On top of the shifting climate of healthcare delivery, radiologists have remained some of the least involved providers in the transition to accountable care organizations (ACOs), a move that could pose important risks to radiologists and the specialty as a whole, argued the authors of a May 2 article in the Journal of the American College of Radiology.
“Accountable care organizations are intended to be local, flexible provider groups that are accountable for both the cost and quality of care for defined populations of patients,” wrote Bibb Allen Jr., MD, of Trinity Medical Center in Birmingham, Ala., and co-authors.
With primary care at the center of the ACO movement, radiologists have remained largely inactive in hospitals’ preparations to become epicenters of healthcare value. But whether radiologists are in academic departments or outpatient imaging centers, ACOs will have far-reaching effects on all physicians, and private practice as much as academic radiologists should begin to take leadership roles in these shifts, the authors recommended.
“Radiologists are well positioned to assume leadership roles in the informational, triage and decision support infrastructure of an ACO … radiologists should strive to align themselves with any integrated healthcare provider organization that either becomes or joins an ACO. If radiologists are unwilling to assume this role, imaging could become a marginalized commodity within the ACO,” Allen and colleagues maintained.
In the clinical setting, such leadership roles are essential, Allen and co-authors stated. Often underutilized, radiologists need to take the lead as consultants. As the ACO focuses on primary care at a time when the supply of primary care physicians dwindles, radiologists’ expertise will be especially important to the growing volume and duties of physician assistants.
As the payment structure of healthcare transforms—to a yet-to-be defined model, aside from the well-publicized emphasis on savings—one of the most critical contributions of radiologists will be the reduction of inappropriate imaging. But without a definite understanding of how fee-for-service, pay-for-performance and capitation models will all fit into ACO structures, how much radiologists stand to gain from more appropriate utilization remains uncertain.
“The overarching message…is that radiologists must be willing to provide the best possible care to patients in the most cost-effective way. This will most likely entail changing their focus from interpretive productivity, in the traditional sense of number of examinations interpreted, to becoming recognized as experts in noninterpretive areas that add additional value to the ACO,” Allen and colleagues stated.
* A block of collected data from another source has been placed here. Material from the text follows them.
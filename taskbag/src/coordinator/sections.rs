use std::collections::HashMap;
use std::fmt;
use std::sync::{Arc, Condvar, Mutex, MutexGuard};

use taskbag_api::{RuntimeError, Value};
use tracing::{debug, warn};

/// A lock that can be taken in one call and released in another.
///
/// Not re-entrant and not owner-checked: a second `lock` from the thread
/// that holds it blocks forever, and any thread may `unlock`.
#[derive(Debug, Default)]
struct SectionLock {
    held: Mutex<bool>,
    freed: Condvar,
}

impl SectionLock {
    fn state(&self) -> MutexGuard<'_, bool> {
        self.held.lock().unwrap_or_else(|poisoned| poisoned.into_inner())
    }

    fn lock(&self) {
        let mut held = self.state();
        while *held {
            held = self
                .freed
                .wait(held)
                .unwrap_or_else(|poisoned| poisoned.into_inner());
        }
        *held = true;
    }

    /// Returns whether the lock was held
    fn unlock(&self) -> bool {
        let mut held = self.state();
        let was_held = *held;
        *held = false;
        drop(held);
        self.freed.notify_one();
        was_held
    }

    fn is_held(&self) -> bool {
        *self.state()
    }
}

/// Named critical sections, created on first use and kept for the
/// coordinator's lifetime.
///
/// The map itself is guarded by a meta-mutex so that two threads acquiring
/// the same new name race safely to create one entry.
#[derive(Default)]
pub struct CriticalSections {
    sections: Mutex<HashMap<String, Arc<SectionLock>>>,
}

impl fmt::Debug for CriticalSections {
    fn fmt(&self, f: &mut fmt::Formatter<'_>) -> fmt::Result {
        f.debug_struct("CriticalSections")
            .field("sections", &self.len())
            .finish()
    }
}

impl CriticalSections {
    pub fn new() -> Self {
        Self::default()
    }

    fn registry(&self) -> MutexGuard<'_, HashMap<String, Arc<SectionLock>>> {
        self.sections.lock().unwrap_or_else(|poisoned| poisoned.into_inner())
    }

    /// Stringified section name for an id; numbers and strings only
    pub fn section_name(id: &Value) -> Result<String, RuntimeError> {
        match id {
            Value::Number(_) | Value::String(_) => Ok(id.to_string()),
            other => Err(RuntimeError::InvalidSectionId(other.type_name().to_string())),
        }
    }

    /// Blocks until the section named `name` is free, then takes it
    pub fn acquire(&self, name: &str) {
        let section = {
            let mut sections = self.registry();
            Arc::clone(sections.entry(name.to_string()).or_insert_with(|| {
                debug!(section = name, "Creating critical section");
                Arc::new(SectionLock::default())
            }))
        };
        section.lock();
    }

    /// Frees the section named `name`. Releasing a section that is not held
    /// is not an error; it is logged and ignored.
    pub fn release(&self, name: &str) {
        let section = self.registry().get(name).cloned();
        match section {
            Some(section) => {
                if !section.unlock() {
                    warn!(section = name, "Released a critical section that was not held");
                }
            }
            None => warn!(section = name, "Released a critical section that was never acquired"),
        }
    }

    pub fn is_held(&self, name: &str) -> bool {
        self.registry().get(name).is_some_and(|s| s.is_held())
    }

    /// Number of sections created so far
    pub fn len(&self) -> usize {
        self.registry().len()
    }

    pub fn is_empty(&self) -> bool {
        self.registry().is_empty()
    }
}

#[cfg(test)]
mod tests {
    use super::*;
    use std::sync::atomic::{AtomicUsize, Ordering};
    use std::thread;
    use std::time::Duration;

    #[test]
    fn test_section_names() {
        assert_eq!(CriticalSections::section_name(&Value::Number(1.0)).unwrap(), "1");
        assert_eq!(CriticalSections::section_name(&Value::from("grid")).unwrap(), "grid");
        assert!(matches!(
            CriticalSections::section_name(&Value::Nil),
            Err(RuntimeError::InvalidSectionId(_))
        ));
    }

    #[test]
    fn test_entries_created_lazily_and_kept() {
        let sections = CriticalSections::new();
        assert!(sections.is_empty());

        sections.acquire("a");
        assert!(sections.is_held("a"));
        sections.release("a");
        assert!(!sections.is_held("a"));
        assert_eq!(sections.len(), 1);
    }

    #[test]
    fn test_release_without_acquire_is_ignored() {
        let sections = CriticalSections::new();
        sections.release("never");
        sections.acquire("x");
        sections.release("x");
        sections.release("x");
        assert!(!sections.is_held("x"));
    }

    #[test]
    fn test_mutual_exclusion() {
        let sections = Arc::new(CriticalSections::new());
        let inside = Arc::new(AtomicUsize::new(0));
        let overlaps = Arc::new(AtomicUsize::new(0));

        let handles: Vec<_> = (0..8)
            .map(|_| {
                let sections = Arc::clone(&sections);
                let inside = Arc::clone(&inside);
                let overlaps = Arc::clone(&overlaps);
                thread::spawn(move || {
                    for _ in 0..20 {
                        sections.acquire("counter");
                        if inside.fetch_add(1, Ordering::SeqCst) > 0 {
                            overlaps.fetch_add(1, Ordering::SeqCst);
                        }
                        thread::sleep(Duration::from_micros(50));
                        inside.fetch_sub(1, Ordering::SeqCst);
                        sections.release("counter");
                    }
                })
            })
            .collect();

        for handle in handles {
            handle.join().unwrap();
        }
        assert_eq!(overlaps.load(Ordering::SeqCst), 0);
    }
}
The authors provided the example of a patient who presents to the primary care physician with chest pain. The primary care physician might suspect coronary artery disease but may also be worried about such problems as a pulmonary embolism, aortic dissection, penetrating ulcer of the aorta or pericarditis.
Allen and co-authors asserted that, rather than referring the patient to a cardiologist for a lengthy and expensive workup, the radiologist could perform a triple-rule-out CT angiography, which would most likely establish the diagnosis or clear the patient of any serious issue. Referral changes such as these offer the potential to provide improved value and efficiency for the ACO while maintaining high-quality care for the patient, the authors argued.
Moreover, these individual-level initiatives on the parts of radiologists would diminish the commoditization of the specialty. Radiologists have already taken leading roles in integrating care via IT projects, Allen and colleagues said, so that expanding the breadth of their contributions and the judiciousness of exam ordering would make radiologists highly valuable and important members of the ACO ethos.
“The challenges to providing optimal healthcare in the U.S. are enormous and include controlling the rapidly growing costs of care, better integrating the currently fragmented delivery system, overcoming disparities in patient access to care and regional variations in utilization, and eliminating inefficiency and waste,” Allen and colleagues wrote.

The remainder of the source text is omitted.